It is a little difficult to try to explain this without drawing stuff, but if you draw a rectangle with one pair I of opposite sides identified and the other pair II identified in contrary directions, you can see you have two Moebius bands: one as a strip "in the middle" of the rectangle with the sides II identified, and the other one taking the strips above and before this first Möbius band (I'm sure there must be some site where this thing's done!).

Now you can apply the Seifert- van Kampen Theorem by joining the two bands on the middle of the rectangle, one above I and the other one below it, and this renders you the group $\,\Bbb Z *_{\Bbb Z}\Bbb Z\,$ , when the amalgation gives us just the relation $\,x^2=y^2\,$.
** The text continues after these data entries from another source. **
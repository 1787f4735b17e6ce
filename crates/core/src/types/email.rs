//! Email address type.

use core::fmt;

use serde::{Deserialize, Deserializer, Serialize};

/// Errors that can occur when parsing an [`Email`].
#[derive(thiserror::Error, Debug, Clone, PartialEq, Eq)]
pub enum EmailError {
    /// The input string is empty.
    #[error("email cannot be empty")]
    Empty,
    /// The input string is too long.
    #[error("email must be at most {max} characters")]
    TooLong {
        /// Maximum allowed length.
        max: usize,
    },
    /// The input does not contain an @ symbol.
    #[error("email must contain an @ symbol")]
    MissingAtSymbol,
    /// The local part (before @) is empty.
    #[error("email local part cannot be empty")]
    EmptyLocalPart,
    /// The domain part (after @) is empty.
    #[error("email domain cannot be empty")]
    EmptyDomain,
}

/// An email address as entered by the shopper.
///
/// The address is kept verbatim (no case folding) because test-account
/// matching is an exact comparison. The position of the first `@` is cached
/// so the local part, which seeds creator handles and display names, is
/// available without re-scanning.
///
/// ## Examples
///
/// ```
/// use creator_market_core::Email;
///
/// let email = Email::parse("Maya.Fit@test.com").unwrap();
/// assert_eq!(email.local_part(), "Maya.Fit");
/// assert_eq!(email.domain(), "test.com");
///
/// assert!(Email::parse("").is_err());
/// assert!(Email::parse("no-at-symbol").is_err());
/// assert!(Email::parse("@domain.com").is_err());
/// assert!(Email::parse("user@").is_err());
/// ```
#[derive(Debug, Clone, PartialEq, Eq, Hash, Serialize)]
#[serde(transparent)]
pub struct Email {
    address: String,
    #[serde(skip)]
    at: usize,
}

impl Email {
    /// Maximum length of an email address (RFC 5321).
    pub const MAX_LENGTH: usize = 254;

    /// Parse an `Email` from a string.
    ///
    /// # Errors
    ///
    /// Returns an error if the input is empty, longer than 254 characters,
    /// lacks an @ symbol, or has an empty local part or domain.
    pub fn parse(s: &str) -> Result<Self, EmailError> {
        if s.is_empty() {
            return Err(EmailError::Empty);
        }
        if s.len() > Self::MAX_LENGTH {
            return Err(EmailError::TooLong {
                max: Self::MAX_LENGTH,
            });
        }

        let at = s.find('@').ok_or(EmailError::MissingAtSymbol)?;
        match (at, s.len() - at - 1) {
            (0, _) => Err(EmailError::EmptyLocalPart),
            (_, 0) => Err(EmailError::EmptyDomain),
            _ => Ok(Self {
                address: s.to_owned(),
                at,
            }),
        }
    }

    /// Returns the email address as a string slice.
    #[must_use]
    pub fn as_str(&self) -> &str {
        &self.address
    }

    /// Returns the local part of the email (before the first @).
    #[must_use]
    pub fn local_part(&self) -> &str {
        self.address.get(..self.at).unwrap_or_default()
    }

    /// Returns the domain part of the email (after the first @).
    #[must_use]
    pub fn domain(&self) -> &str {
        self.address.get(self.at + 1..).unwrap_or_default()
    }
}

impl fmt::Display for Email {
    fn fmt(&self, f: &mut fmt::Formatter<'_>) -> fmt::Result {
        f.write_str(&self.address)
    }
}

impl std::str::FromStr for Email {
    type Err = EmailError;

    fn from_str(s: &str) -> Result<Self, Self::Err> {
        Self::parse(s)
    }
}

impl AsRef<str> for Email {
    fn as_ref(&self) -> &str {
        &self.address
    }
}

impl<'de> Deserialize<'de> for Email {
    fn deserialize<D: Deserializer<'de>>(deserializer: D) -> Result<Self, D::Error> {
        let raw = String::deserialize(deserializer)?;
        Self::parse(&raw).map_err(serde::de::Error::custom)
    }
}

#[cfg(test)]
#[allow(clippy::unwrap_used)]
mod tests {
    use super::*;

    #[test]
    fn test_parse_valid_emails() {
        assert!(Email::parse("user@test.com").is_ok());
        assert!(Email::parse("creator+shop@test.co.uk").is_ok());
        assert!(Email::parse("a@b").is_ok());
    }

    #[test]
    fn test_parse_errors() {
        assert_eq!(Email::parse(""), Err(EmailError::Empty));
        assert_eq!(Email::parse("plain"), Err(EmailError::MissingAtSymbol));
        assert_eq!(Email::parse("@test.com"), Err(EmailError::EmptyLocalPart));
        assert_eq!(Email::parse("user@"), Err(EmailError::EmptyDomain));

        let long = format!("{}@test.com", "a".repeat(250));
        assert!(matches!(
            Email::parse(&long),
            Err(EmailError::TooLong { max: 254 })
        ));
    }

    #[test]
    fn test_parts_keep_case() {
        let email = Email::parse("Creator@Test.com").unwrap();
        assert_eq!(email.local_part(), "Creator");
        assert_eq!(email.domain(), "Test.com");
        assert_eq!(email.to_string(), "Creator@Test.com");
    }

    #[test]
    fn test_deserialize_validates() {
        let email: Email = serde_json::from_str("\"user@test.com\"").unwrap();
        assert_eq!(email.local_part(), "user");
        assert_eq!(serde_json::to_string(&email).unwrap(), "\"user@test.com\"");

        assert!(serde_json::from_str::<Email>("\"not-an-email\"").is_err());
    }
}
If you succeed in grabbing the geometric picture above you have your isomorphism at once, otherwise it is going to take way more time and sweat. If I can come up with something later I'll add it here.

Added: Massey's IV.5 seems to work on this but it is too complicated for me to understand it by merely reading it quickly. If you have some time try it.

Further added: We have $\,x^2=y^2\Longrightarrow x^2y^{-2}=1\,$ , and thus we can put


$$ rsr^{-1}s=xyx^{-1}xy^{-1}xy^{-1}x^{-1}xy^{-1}=x^2y^{-2}=1$$

and this way we can pass from your first presentation to the second one...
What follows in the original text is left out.